Monica resisted the instinct to whirl round and check the streets of the necropolis behind. Her suit’s micro radar was scanning constantly for any sign of local movement. But the arkship’s chill had somehow managed to stroke her skin through the armour. “How recent?” she asked.
“Within the last five days.”
“And not human,” Renato datavised.
“Why do you say that?”
“Obvious. If it was our species, they would have used the hatches the archaeologists installed. Whoever it was, they were too big to fit through them.”
“It has to be the Kiint,” Samuel datavised. “After all, they are partly the reason we’re here. Ione and Kelly were right, Lieria was interested in the Sleeping God. And this is the obvious place where information on it would be stored. They must have teleported in here not long after they left Tranquillity. And
simply opening the original airlock is the kind of elegance I’d expect from them. We’ve seen what the Tyrathca do to doors that won’t budge for them.”
“Why not just teleport directly inside the control offices?” Monica asked.
“They’re extremely small on a cosmic scale. I’m guessing such an action would require impossible accuracy, especially over three hundred light years from Jobis.”

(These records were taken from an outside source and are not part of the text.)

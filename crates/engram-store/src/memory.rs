//! In-process brute-force backend.
//!
//! Holds every row in a `HashMap` and scans it per query. Fine for
//! ephemeral stores and tests; the DuckDB backend is the durable variant.

use std::collections::{BTreeMap, HashMap};
use std::sync::{PoisonError, RwLock};

use engram_core::{StaleVector, VectorRow};

use crate::backend::{BackendHit, QueryFilter, VectorBackend, filter_matches};
use crate::error::StoreError;

/// Brute-force cosine backend over an in-memory map.
#[derive(Default)]
pub struct MemoryBackend {
    rows: RwLock<HashMap<String, VectorRow>>,
}

impl MemoryBackend {
    #[must_use]
    pub fn new() -> Self {
        Self::default()
    }
}

/// Doubled cosine distance in `[0, 2]`; zero vectors are maximally distant
/// from everything (they are never indexed, so this only guards reads).
fn cosine_distance(a: &[f32], b: &[f32]) -> f64 {
    let mut dot = 0.0_f64;
    let mut norm_a = 0.0_f64;
    let mut norm_b = 0.0_f64;
    for (x, y) in a.iter().zip(b.iter()) {
        dot += f64::from(*x) * f64::from(*y);
        norm_a += f64::from(*x) * f64::from(*x);
        norm_b += f64::from(*y) * f64::from(*y);
    }
    if norm_a == 0.0 || norm_b == 0.0 {
        return 2.0;
    }
    1.0 - dot / (norm_a.sqrt() * norm_b.sqrt())
}

impl MemoryBackend {
    fn scan(&self, embedding: &[f32], filter: &QueryFilter) -> Vec<BackendHit> {
        let rows = self.rows.read().unwrap_or_else(PoisonError::into_inner);
        let mut hits: Vec<BackendHit> = rows
            .values()
            .filter(|row| filter_matches(filter, &row.metadata))
            .map(|row| BackendHit {
                doc_id: row.doc_id.clone(),
                distance: cosine_distance(&row.embedding, embedding),
                metadata: row.metadata.clone(),
            })
            .collect();
        // Deterministic order: distance, then doc_id for ties.
        hits.sort_by(|a, b| {
            a.distance
                .partial_cmp(&b.distance)
                .unwrap_or(std::cmp::Ordering::Equal)
                .then_with(|| a.doc_id.cmp(&b.doc_id))
        });
        hits
    }
}

impl VectorBackend for MemoryBackend {
    fn upsert(&self, rows: &[VectorRow]) -> Result<(), StoreError> {
        let mut map = self.rows.write().unwrap_or_else(PoisonError::into_inner);
        for row in rows {
            map.insert(row.doc_id.clone(), row.clone());
        }
        Ok(())
    }

    fn delete(&self, doc_ids: &[String]) -> Result<usize, StoreError> {
        let mut map = self.rows.write().unwrap_or_else(PoisonError::into_inner);
        let mut removed = 0;
        for id in doc_ids {
            if map.remove(id).is_some() {
                removed += 1;
            }
        }
        Ok(removed)
    }

    fn delete_by_prefix(&self, prefix: &str) -> Result<usize, StoreError> {
        let mut map = self.rows.write().unwrap_or_else(PoisonError::into_inner);
        let before = map.len();
        map.retain(|id, _| !id.starts_with(prefix));
        Ok(before - map.len())
    }

    fn top_k(
        &self,
        embedding: &[f32],
        k: usize,
        filter: &QueryFilter,
    ) -> Result<Vec<BackendHit>, StoreError> {
        let mut hits = self.scan(embedding, filter);
        hits.truncate(k);
        Ok(hits)
    }

    fn top_k_grouped(
        &self,
        embedding: &[f32],
        k: usize,
        filter: &QueryFilter,
    ) -> Result<Vec<BackendHit>, StoreError> {
        let hits = self.scan(embedding, filter);
        let mut best: BTreeMap<i64, BackendHit> = BTreeMap::new();
        for hit in hits {
            best.entry(hit.metadata.sqlite_id).or_insert(hit);
        }
        let mut grouped: Vec<BackendHit> = best.into_values().collect();
        grouped.sort_by(|a, b| {
            a.distance
                .partial_cmp(&b.distance)
                .unwrap_or(std::cmp::Ordering::Equal)
                .then_with(|| a.doc_id.cmp(&b.doc_id))
        });
        grouped.truncate(k);
        Ok(grouped)
    }

    fn count(&self) -> Result<u64, StoreError> {
        let rows = self.rows.read().unwrap_or_else(PoisonError::into_inner);
        Ok(rows.len() as u64)
    }

    fn stale(&self, current_version: &str) -> Result<Vec<StaleVector>, StoreError> {
        let rows = self.rows.read().unwrap_or_else(PoisonError::into_inner);
        let mut stale: Vec<StaleVector> = rows
            .values()
            .filter(|row| row.model_version != current_version)
            .map(|row| StaleVector {
                doc_id: row.doc_id.clone(),
                sqlite_id: row.metadata.sqlite_id,
                doc_type: row.metadata.doc_type,
                field_type: row.metadata.field_type.clone(),
                project: row.metadata.project.clone(),
                scope: row.metadata.scope,
            })
            .collect();
        stale.sort_by(|a, b| a.doc_id.cmp(&b.doc_id));
        Ok(stale)
    }

    fn version_counts(&self) -> Result<BTreeMap<String, u64>, StoreError> {
        let rows = self.rows.read().unwrap_or_else(PoisonError::into_inner);
        let mut counts = BTreeMap::new();
        for row in rows.values() {
            *counts.entry(row.model_version.clone()).or_insert(0) += 1;
        }
        Ok(counts)
    }

    fn coverage_by_type(&self) -> Result<BTreeMap<String, u64>, StoreError> {
        let rows = self.rows.read().unwrap_or_else(PoisonError::into_inner);
        let mut counts = BTreeMap::new();
        for row in rows.values() {
            *counts
                .entry(row.metadata.doc_type.as_str().to_string())
                .or_insert(0) += 1;
        }
        Ok(counts)
    }

    fn project_counts(&self) -> Result<BTreeMap<String, u64>, StoreError> {
        let rows = self.rows.read().unwrap_or_else(PoisonError::into_inner);
        let mut counts = BTreeMap::new();
        for row in rows.values() {
            *counts
                .entry(row.metadata.project.clone().unwrap_or_default())
                .or_insert(0) += 1;
        }
        Ok(counts)
    }
}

“Could be. Do you think they’re still here?”
Oski pointed her sensor pad along the short airlock tunnel. “It’s inert as far as I can tell.”
“And our time is running out,” Monica datavised. “Let’s get in there.”
The control offices were noticeably warmer. Suit sensors detected thermal concentrations around three of the computer terminals in the second room. “This is the astrogration centre,” Oski datavised. “One of our information targets. If we’re to get a fix on the Sleeping God’s location, we ought to find it stored in here.”
“Get started,” Monica datavised. The sensor disks were showing her the Tyrathca moving through the second level chamber with the biological reactor. They’d slowed their advance slightly since the diversion serjeant’s attempted entrapment, treating each chamber with suspicion, never allowing more than three soldiers inside together. Even so, they’d be at the spiral ramp leading to ring five in another fifteen minutes.
Oski and Renato knelt down beside one of the terminals, and spread out their equipment. Monica, Samuel, and the last serjeant quickly searched the remaining rooms, then went back out into ring five.
“We should backtrack a bit and lay some false heat trails,” Monica datavised. “That will give us a few minutes more.”
“I don’t think it will,” Samuel replied. “By the time they get here, it will be obvious to them that we came for the control offices. Diversions won’t work. We shall have to defend our position.”